#### EXERCISE DESCRIPTION
A single number is the answer here: the count of lines in the records below in which the word "kitten" appears.

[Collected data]
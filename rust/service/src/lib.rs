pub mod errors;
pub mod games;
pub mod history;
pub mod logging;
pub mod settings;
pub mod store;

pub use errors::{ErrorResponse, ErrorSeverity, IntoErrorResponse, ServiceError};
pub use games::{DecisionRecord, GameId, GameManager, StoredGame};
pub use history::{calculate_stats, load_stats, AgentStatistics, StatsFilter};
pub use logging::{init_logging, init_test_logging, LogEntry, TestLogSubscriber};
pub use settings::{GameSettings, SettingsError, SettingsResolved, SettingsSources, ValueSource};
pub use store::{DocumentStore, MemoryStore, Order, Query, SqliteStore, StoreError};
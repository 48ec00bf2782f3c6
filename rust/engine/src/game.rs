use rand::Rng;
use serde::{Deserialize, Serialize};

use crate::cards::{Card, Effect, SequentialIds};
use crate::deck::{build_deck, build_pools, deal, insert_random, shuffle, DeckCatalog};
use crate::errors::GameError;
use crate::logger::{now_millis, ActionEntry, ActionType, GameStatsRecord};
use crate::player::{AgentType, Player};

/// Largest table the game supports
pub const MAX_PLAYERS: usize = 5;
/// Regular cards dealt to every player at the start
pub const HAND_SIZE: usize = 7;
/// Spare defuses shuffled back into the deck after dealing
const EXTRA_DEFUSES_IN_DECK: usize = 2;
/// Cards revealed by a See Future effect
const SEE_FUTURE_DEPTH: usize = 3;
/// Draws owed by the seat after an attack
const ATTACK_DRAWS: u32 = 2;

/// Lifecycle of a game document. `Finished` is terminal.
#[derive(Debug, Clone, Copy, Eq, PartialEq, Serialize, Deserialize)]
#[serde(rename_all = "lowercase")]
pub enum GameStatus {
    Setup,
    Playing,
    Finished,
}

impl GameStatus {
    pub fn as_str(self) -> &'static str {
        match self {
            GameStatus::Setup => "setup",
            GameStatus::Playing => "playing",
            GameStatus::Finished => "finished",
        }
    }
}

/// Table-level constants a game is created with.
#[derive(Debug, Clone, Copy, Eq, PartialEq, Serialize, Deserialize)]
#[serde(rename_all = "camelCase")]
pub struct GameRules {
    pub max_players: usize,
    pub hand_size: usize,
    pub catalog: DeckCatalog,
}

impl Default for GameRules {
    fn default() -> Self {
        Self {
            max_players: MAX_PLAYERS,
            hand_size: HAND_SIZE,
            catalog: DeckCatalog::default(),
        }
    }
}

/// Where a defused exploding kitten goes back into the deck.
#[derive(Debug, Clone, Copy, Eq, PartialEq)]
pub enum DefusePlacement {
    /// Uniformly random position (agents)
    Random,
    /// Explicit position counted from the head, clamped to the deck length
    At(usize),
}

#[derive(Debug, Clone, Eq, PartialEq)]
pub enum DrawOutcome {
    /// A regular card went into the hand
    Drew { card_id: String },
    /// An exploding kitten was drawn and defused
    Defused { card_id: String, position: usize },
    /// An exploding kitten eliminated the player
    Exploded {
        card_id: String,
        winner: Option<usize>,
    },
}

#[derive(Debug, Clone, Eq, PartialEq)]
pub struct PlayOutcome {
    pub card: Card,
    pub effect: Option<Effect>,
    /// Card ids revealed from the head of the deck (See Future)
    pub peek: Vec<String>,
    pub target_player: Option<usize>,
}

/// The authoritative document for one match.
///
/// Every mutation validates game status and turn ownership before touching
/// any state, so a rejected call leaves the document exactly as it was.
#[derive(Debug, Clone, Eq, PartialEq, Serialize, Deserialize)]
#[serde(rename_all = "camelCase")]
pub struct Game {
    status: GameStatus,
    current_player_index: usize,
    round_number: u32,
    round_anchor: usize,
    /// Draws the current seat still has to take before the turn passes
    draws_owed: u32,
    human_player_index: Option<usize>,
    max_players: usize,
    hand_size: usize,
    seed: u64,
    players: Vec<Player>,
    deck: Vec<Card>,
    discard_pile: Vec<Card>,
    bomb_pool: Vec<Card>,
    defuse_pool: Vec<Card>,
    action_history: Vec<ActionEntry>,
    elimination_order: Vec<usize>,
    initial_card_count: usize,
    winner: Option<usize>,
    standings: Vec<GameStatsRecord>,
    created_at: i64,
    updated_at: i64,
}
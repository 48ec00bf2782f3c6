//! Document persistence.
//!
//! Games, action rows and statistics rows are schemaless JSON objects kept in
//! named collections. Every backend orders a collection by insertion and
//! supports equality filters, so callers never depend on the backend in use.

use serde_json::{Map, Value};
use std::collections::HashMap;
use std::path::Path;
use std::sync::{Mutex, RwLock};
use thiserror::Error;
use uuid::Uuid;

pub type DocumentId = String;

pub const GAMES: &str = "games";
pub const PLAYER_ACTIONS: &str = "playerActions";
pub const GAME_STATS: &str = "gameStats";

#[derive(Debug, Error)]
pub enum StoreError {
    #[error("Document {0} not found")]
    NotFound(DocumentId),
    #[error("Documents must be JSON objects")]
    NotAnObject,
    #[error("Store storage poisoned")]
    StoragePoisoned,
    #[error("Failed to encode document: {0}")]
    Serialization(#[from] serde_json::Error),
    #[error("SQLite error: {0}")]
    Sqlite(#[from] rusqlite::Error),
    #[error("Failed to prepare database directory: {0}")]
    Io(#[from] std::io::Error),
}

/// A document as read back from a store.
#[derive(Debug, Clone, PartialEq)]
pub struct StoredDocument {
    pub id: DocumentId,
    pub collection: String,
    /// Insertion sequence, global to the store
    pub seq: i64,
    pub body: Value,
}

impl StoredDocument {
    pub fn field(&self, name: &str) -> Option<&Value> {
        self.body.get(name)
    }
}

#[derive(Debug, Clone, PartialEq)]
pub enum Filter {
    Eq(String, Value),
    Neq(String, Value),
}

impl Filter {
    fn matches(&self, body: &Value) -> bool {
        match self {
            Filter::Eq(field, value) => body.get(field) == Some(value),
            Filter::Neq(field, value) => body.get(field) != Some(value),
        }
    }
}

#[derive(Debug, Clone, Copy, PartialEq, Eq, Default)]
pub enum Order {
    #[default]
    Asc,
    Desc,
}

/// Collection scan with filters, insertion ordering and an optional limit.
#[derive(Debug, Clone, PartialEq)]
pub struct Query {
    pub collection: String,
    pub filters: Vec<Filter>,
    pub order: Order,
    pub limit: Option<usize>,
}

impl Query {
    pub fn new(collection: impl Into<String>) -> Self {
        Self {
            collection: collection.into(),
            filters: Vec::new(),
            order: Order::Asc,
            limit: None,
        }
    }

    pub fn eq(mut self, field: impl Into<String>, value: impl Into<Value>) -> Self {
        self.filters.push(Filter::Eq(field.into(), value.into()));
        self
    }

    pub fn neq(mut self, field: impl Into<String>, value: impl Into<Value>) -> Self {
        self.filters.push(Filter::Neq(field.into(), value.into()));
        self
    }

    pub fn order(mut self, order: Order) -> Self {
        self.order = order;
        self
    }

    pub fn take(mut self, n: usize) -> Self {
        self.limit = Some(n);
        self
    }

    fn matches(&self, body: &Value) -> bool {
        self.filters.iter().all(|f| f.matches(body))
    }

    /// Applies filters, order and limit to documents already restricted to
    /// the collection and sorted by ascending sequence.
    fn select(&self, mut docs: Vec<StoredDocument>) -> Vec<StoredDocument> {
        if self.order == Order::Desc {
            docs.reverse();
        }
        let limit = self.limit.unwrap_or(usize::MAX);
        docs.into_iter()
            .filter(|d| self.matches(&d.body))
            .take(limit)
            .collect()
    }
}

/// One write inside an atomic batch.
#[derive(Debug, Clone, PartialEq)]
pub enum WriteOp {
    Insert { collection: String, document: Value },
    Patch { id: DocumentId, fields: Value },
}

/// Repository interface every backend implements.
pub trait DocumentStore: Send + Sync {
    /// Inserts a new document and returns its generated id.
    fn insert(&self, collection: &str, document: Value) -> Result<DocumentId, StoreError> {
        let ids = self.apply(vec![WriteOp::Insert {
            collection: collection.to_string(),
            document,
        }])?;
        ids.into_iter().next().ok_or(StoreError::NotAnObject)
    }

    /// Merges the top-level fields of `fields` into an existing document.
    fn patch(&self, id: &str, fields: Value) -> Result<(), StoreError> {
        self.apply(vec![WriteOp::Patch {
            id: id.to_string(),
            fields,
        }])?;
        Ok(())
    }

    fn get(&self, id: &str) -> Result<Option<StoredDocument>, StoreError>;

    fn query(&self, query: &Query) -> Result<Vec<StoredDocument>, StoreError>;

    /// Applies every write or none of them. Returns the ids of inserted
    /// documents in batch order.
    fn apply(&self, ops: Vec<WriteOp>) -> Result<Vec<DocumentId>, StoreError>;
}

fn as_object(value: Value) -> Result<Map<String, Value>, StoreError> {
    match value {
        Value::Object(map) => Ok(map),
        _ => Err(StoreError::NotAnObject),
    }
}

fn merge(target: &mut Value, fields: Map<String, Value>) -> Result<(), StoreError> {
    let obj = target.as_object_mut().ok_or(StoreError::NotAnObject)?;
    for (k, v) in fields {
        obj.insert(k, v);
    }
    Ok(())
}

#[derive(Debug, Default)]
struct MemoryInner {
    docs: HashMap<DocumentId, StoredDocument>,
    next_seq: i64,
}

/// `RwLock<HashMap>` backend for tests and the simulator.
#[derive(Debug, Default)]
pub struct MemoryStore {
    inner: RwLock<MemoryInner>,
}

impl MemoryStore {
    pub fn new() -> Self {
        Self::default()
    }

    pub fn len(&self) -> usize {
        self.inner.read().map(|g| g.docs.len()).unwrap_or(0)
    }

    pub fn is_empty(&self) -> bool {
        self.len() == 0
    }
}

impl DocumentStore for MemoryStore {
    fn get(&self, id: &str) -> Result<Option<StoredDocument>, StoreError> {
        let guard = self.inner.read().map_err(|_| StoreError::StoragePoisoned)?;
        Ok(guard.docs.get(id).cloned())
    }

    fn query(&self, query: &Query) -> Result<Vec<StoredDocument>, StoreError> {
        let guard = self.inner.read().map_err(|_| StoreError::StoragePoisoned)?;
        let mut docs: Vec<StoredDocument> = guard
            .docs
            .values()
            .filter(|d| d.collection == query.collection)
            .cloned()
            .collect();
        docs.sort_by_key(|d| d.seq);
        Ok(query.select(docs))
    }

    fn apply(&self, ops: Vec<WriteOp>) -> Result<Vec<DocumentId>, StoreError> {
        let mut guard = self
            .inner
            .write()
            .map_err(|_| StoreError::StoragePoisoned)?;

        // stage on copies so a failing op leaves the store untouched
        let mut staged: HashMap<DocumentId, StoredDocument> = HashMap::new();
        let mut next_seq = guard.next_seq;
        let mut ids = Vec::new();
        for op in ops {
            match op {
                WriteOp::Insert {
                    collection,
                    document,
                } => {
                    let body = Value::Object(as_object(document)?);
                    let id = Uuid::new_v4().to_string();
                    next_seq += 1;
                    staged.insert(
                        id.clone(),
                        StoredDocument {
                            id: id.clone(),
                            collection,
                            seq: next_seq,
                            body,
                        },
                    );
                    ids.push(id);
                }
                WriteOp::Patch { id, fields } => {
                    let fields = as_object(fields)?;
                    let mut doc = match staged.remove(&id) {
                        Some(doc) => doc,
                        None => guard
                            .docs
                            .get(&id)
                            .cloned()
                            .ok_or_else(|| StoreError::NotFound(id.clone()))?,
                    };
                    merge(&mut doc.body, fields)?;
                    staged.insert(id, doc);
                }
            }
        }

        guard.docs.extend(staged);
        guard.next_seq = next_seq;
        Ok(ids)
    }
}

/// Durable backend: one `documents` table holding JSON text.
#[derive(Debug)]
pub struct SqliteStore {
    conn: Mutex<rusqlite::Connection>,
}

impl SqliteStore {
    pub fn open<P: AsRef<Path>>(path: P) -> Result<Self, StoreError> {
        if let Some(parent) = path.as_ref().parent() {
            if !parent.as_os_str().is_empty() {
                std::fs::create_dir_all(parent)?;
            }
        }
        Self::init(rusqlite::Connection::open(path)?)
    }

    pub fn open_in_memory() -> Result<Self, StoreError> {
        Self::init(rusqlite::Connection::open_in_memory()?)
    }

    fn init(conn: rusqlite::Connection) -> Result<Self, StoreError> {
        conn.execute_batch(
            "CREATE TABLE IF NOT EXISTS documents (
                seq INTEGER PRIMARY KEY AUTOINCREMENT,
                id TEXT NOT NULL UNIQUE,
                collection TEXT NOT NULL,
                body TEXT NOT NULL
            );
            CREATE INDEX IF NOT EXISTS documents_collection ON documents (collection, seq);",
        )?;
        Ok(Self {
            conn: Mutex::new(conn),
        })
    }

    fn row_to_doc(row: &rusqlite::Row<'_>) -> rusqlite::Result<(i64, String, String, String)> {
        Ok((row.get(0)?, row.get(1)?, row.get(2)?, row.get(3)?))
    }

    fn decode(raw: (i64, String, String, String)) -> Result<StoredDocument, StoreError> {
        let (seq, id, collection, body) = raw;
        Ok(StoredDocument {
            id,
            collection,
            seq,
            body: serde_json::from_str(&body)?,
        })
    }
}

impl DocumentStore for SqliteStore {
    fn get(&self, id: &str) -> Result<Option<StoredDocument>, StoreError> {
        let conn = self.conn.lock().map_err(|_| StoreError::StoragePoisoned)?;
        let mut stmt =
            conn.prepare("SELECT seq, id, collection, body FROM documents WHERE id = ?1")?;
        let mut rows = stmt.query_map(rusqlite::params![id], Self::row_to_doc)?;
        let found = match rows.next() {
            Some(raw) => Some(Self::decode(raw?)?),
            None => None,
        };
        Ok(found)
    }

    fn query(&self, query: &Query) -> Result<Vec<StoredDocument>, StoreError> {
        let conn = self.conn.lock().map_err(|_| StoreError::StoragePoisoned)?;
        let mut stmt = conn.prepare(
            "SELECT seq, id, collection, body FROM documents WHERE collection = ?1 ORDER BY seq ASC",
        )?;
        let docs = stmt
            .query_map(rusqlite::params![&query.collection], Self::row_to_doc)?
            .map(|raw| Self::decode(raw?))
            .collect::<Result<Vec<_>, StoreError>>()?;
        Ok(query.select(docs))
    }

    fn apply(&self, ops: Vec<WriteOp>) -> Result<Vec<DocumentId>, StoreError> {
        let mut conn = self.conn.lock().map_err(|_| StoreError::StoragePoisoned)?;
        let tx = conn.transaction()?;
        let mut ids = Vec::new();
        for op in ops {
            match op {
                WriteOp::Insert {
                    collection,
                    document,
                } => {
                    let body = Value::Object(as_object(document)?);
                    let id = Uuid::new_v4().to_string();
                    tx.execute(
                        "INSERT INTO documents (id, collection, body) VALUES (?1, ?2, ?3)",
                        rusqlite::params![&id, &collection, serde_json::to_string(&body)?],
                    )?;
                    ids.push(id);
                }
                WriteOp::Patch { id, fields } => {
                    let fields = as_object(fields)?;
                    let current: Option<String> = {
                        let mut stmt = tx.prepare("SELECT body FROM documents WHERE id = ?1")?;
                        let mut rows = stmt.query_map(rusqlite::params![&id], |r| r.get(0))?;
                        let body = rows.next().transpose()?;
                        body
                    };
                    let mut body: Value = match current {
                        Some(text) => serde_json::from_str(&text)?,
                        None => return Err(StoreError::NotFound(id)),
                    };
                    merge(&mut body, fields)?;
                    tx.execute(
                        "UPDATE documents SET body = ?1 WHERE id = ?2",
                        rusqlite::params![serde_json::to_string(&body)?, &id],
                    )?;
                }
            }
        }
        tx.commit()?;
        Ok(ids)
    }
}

#### TASK ANSWER
3